Not really, they could also not implement keyboard input for some interactions and only react to mouse. You could have a click-to-open-url in your terminal without a keyboard fallback setup. Of course, you could set it up, but that would be "polish if you put in the effort" There is no limit to garbage.

> Also once your workflow is increasingly keyboard based (like when using a tiled window manager),

Exactly, for example, you've set your Windows key to be reponsible for all window-based movements, so you have it move/resize app windows and want to have the same key help you move/resize "inner windows/panes/columns" in a TUI app. Well, tough luck, the terminal doesn't even recognize this modifier!

Again, "as polish if you put in the effort" you can achieve anything via some external remapping to supported keys, but "otherwise" you don't have keybindings, and don't even have generalized fallback common (though not universal, again, there is no limit to garbage) to GUIs.

Or you'd be unable to bind some key combo because in a terminal that key combo is equivalent to regular typing and you need to timeout to differentiate between the two, so a permanent friction.

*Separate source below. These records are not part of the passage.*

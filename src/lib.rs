//! instance-compliance - inventory and OpenSCAP scan orchestration for SSM-managed instances
//!
//! Mirrors the AWS Systems Manager inventory into a local instance catalog
//! and starts compliance scans on selected instances, recording the command
//! id each scan was started with.
//!
//! # Architecture
//!
//! The library is organized into the following layers:
//!
//! - **Domain Layer** (`compliance`): Instance records, scan selections and invocation validation
//! - **Application Layer** (`application`): Reconcile and scan use cases, DTOs, factories
//! - **Ports** (`ports`): Interface definitions for infrastructure
//! - **Adapters** (`adapters`): SSM clients, catalog stores, formatters, console output
//! - **Shared** (`shared`): Common utilities and error types
//!
//! # Example
//!
//! ```no_run
//! use instance_compliance::prelude::*;
//! use std::sync::Arc;
//!
//! # async fn example() -> Result<()> {
//! let client = build_ssm_client(&SsmSettings::default()).await;
//! let catalog = Arc::new(InMemoryInstanceCatalog::new());
//!
//! let reconcile = ReconcileInventoryUseCase::new(
//!     PaginatedInventorySource::new(SsmInventoryPageFetcher::new(client.clone())),
//!     catalog.clone(),
//!     StderrProgressReporter::new(),
//! );
//! reconcile.execute().await?;
//!
//! let scan = RunScanUseCase::new(
//!     SsmScanInvoker::new(SsmCommandSender::new(client)),
//!     catalog.clone(),
//!     StderrProgressReporter::new(),
//! );
//! let ids: Vec<InstanceId> = catalog
//!     .list()
//!     .await?
//!     .iter()
//!     .map(|r| r.instance_id().clone())
//!     .collect();
//! let report = scan
//!     .run_scan(&ids, "ssg-amzn2-ds.xml", "xccdf_org.ssgproject.content_profile_standard")
//!     .await?;
//! println!("{} scan(s) started", report.started_count());
//! # Ok(())
//! # }
//! ```

pub mod adapters;
pub mod application;
pub mod compliance;
pub mod config;
pub mod ports;
pub mod shared;

/// Prelude module for convenient imports
pub mod prelude {
    pub use crate::adapters::outbound::catalog::{
        InMemoryInstanceCatalog, PersistentInstanceCatalog,
    };
    pub use crate::adapters::outbound::console::StderrProgressReporter;
    pub use crate::adapters::outbound::filesystem::{FileSystemWriter, StdoutPresenter};
    pub use crate::adapters::outbound::formatters::{
        JsonFormatter, MarkdownFormatter, TableFormatter,
    };
    pub use crate::adapters::outbound::ssm::{
        build_ssm_client, PaginatedInventorySource, SsmCommandSender, SsmInventoryPageFetcher,
        SsmScanInvoker, SsmSettings,
    };
    pub use crate::application::dto::{
        OutputFormat, ReconcileReport, ScanOutcome, ScanOutcomeStatus, ScanReport,
    };
    pub use crate::application::use_cases::{ReconcileInventoryUseCase, RunScanUseCase};
    pub use crate::compliance::domain::{
        InstanceId, InstanceRecord, InventoryObservation, RecordUpdate, ScanInvocationRequest,
        ScanInvocationResult, ScanSelection, ScanStatus,
    };
    pub use crate::compliance::policies::ScanProfiles;
    pub use crate::ports::outbound::{
        CatalogFormatter, CatalogSubscription, CommandSender, InstanceCatalog, InventorySource,
        OutputPresenter, ProgressReporter, ScanInvoker,
    };
    pub use crate::shared::Result;
}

> tab is swallowed by an input so you can't even tab past a component

Of course you can, use your keyboard to move the mouse pointer and click outside of the input field. All pure organic keyboard-based interaction! "They could be garbage", but at lest you have that keyboard-based option (yes, only "polish/put in effort")

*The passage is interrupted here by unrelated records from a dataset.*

use crate::compliance::domain::{ScanCommand, ScanInvocationRequest};

pub const MISSING_INSTANCE_ID: &str = "Missing InstanceID";
pub const MISSING_DOCUMENT_NAME: &str = "Missing Document Name";
pub const MISSING_OS: &str = "Missing OS";
pub const MISSING_BENCHMARK: &str = "Missing Benchmark";

/// InvocationValidator service for checking scan invocation arguments
///
/// Checks run in a fixed order and only the first failure is reported:
/// instance id, document name, OS, benchmark. Absent and empty values are
/// both treated as missing.
pub struct InvocationValidator;

impl InvocationValidator {
    /// Validates the request and produces a [`ScanCommand`]
    ///
    /// # Returns
    /// The validated command, or the 400 message for the first missing field
    pub fn validate(request: &ScanInvocationRequest) -> Result<ScanCommand, &'static str> {
        let instance_id = Self::required(&request.instance_id, MISSING_INSTANCE_ID)?;
        let document_name = Self::required(&request.document_name, MISSING_DOCUMENT_NAME)?;
        let os = Self::required(&request.os, MISSING_OS)?;
        let benchmark = Self::required(&request.benchmark, MISSING_BENCHMARK)?;

        Ok(ScanCommand {
            instance_id,
            document_name,
            os,
            benchmark,
        })
    }

    fn required(value: &Option<String>, message: &'static str) -> Result<String, &'static str> {
        match value.as_deref() {
            Some(v) if !v.is_empty() => Ok(v.to_string()),
            _ => Err(message),
        }
    }
}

IMO, the value in TUIs lie in 1) Composability: we've got really good tools for manipulating terminal windows like tmux, :term in vim, etc, whereas the same can't really be said for OS-level windows and 2) As a shibboleth: They implicitly state that they're built by and for keyboard-centric technical users, and thus the wants and needs of keyboard-centric technical users are going to be the valued over the wants and needs of the lowest common denominator. 3) They look cool.

1. if you use some external window manager tool, what workflow does tmux/term provide you that OS-level windows with that tool do not?

2. specifically for "keyboard-centric tech users" that's a big fail since the terminal platform is not capable of supporting advanced keybindings presisely because all they do is "target the lowest common denominator" (as defined in 1965) of keybinding support!!! So your cool setup from a GUI code editor is simply not transferrable.

3. this is very rare, I mean, just look at the screenshots, a lot of them couldn't even add non-gapped borders=== ---!


Maybe in theory, but in practice they literally all fail at that.

Every text editor and most professional apps have elaborate hotkey schemes in practice, though. It's a matter of target audience and developer intent. There's nothing special about TUIs in regards to keyboard driveability, and they're heavily limited in just about every single way I can think of. Which is the main reason most TUI apps are simple and small utilities.

Anecdotal evidence here. My use-case needs some UI, but a full blown GUI is way, way overkill.

I am building tooling around "Verifiable Credentials" (the W3C standard, OpenID standard, and all the standards around and below it).

So me and my co-workers need tools to check JWTs, resolve DIDs, generate Proof of Possession, .well-known contents and services discovery, do OpenId Connect flows, interpret "offer requests", "presentation requests", QR-codes, etc. It started as a bucket of random commandline things that random devs whipped up when needed (in typescript, python, bash, rust, some PHP), and now slowly consolidated into a consistent "toolkit". I am currently still porting most of these tools to Rust and make their CLI interface and IO consistent.

But from there I'll be adding a TUI very quickly.

By no means meant as "end-user" software - those exist and called "wallets". But for developers and devops working in this niche. These don't need a GUI. I'd even wager these users don't want a GUI but prefer a TUI, but in any case, the TUI is just so much easier and more accessible for me as a dev that it's the choice between a TUI+CLI or no UI, just CLI.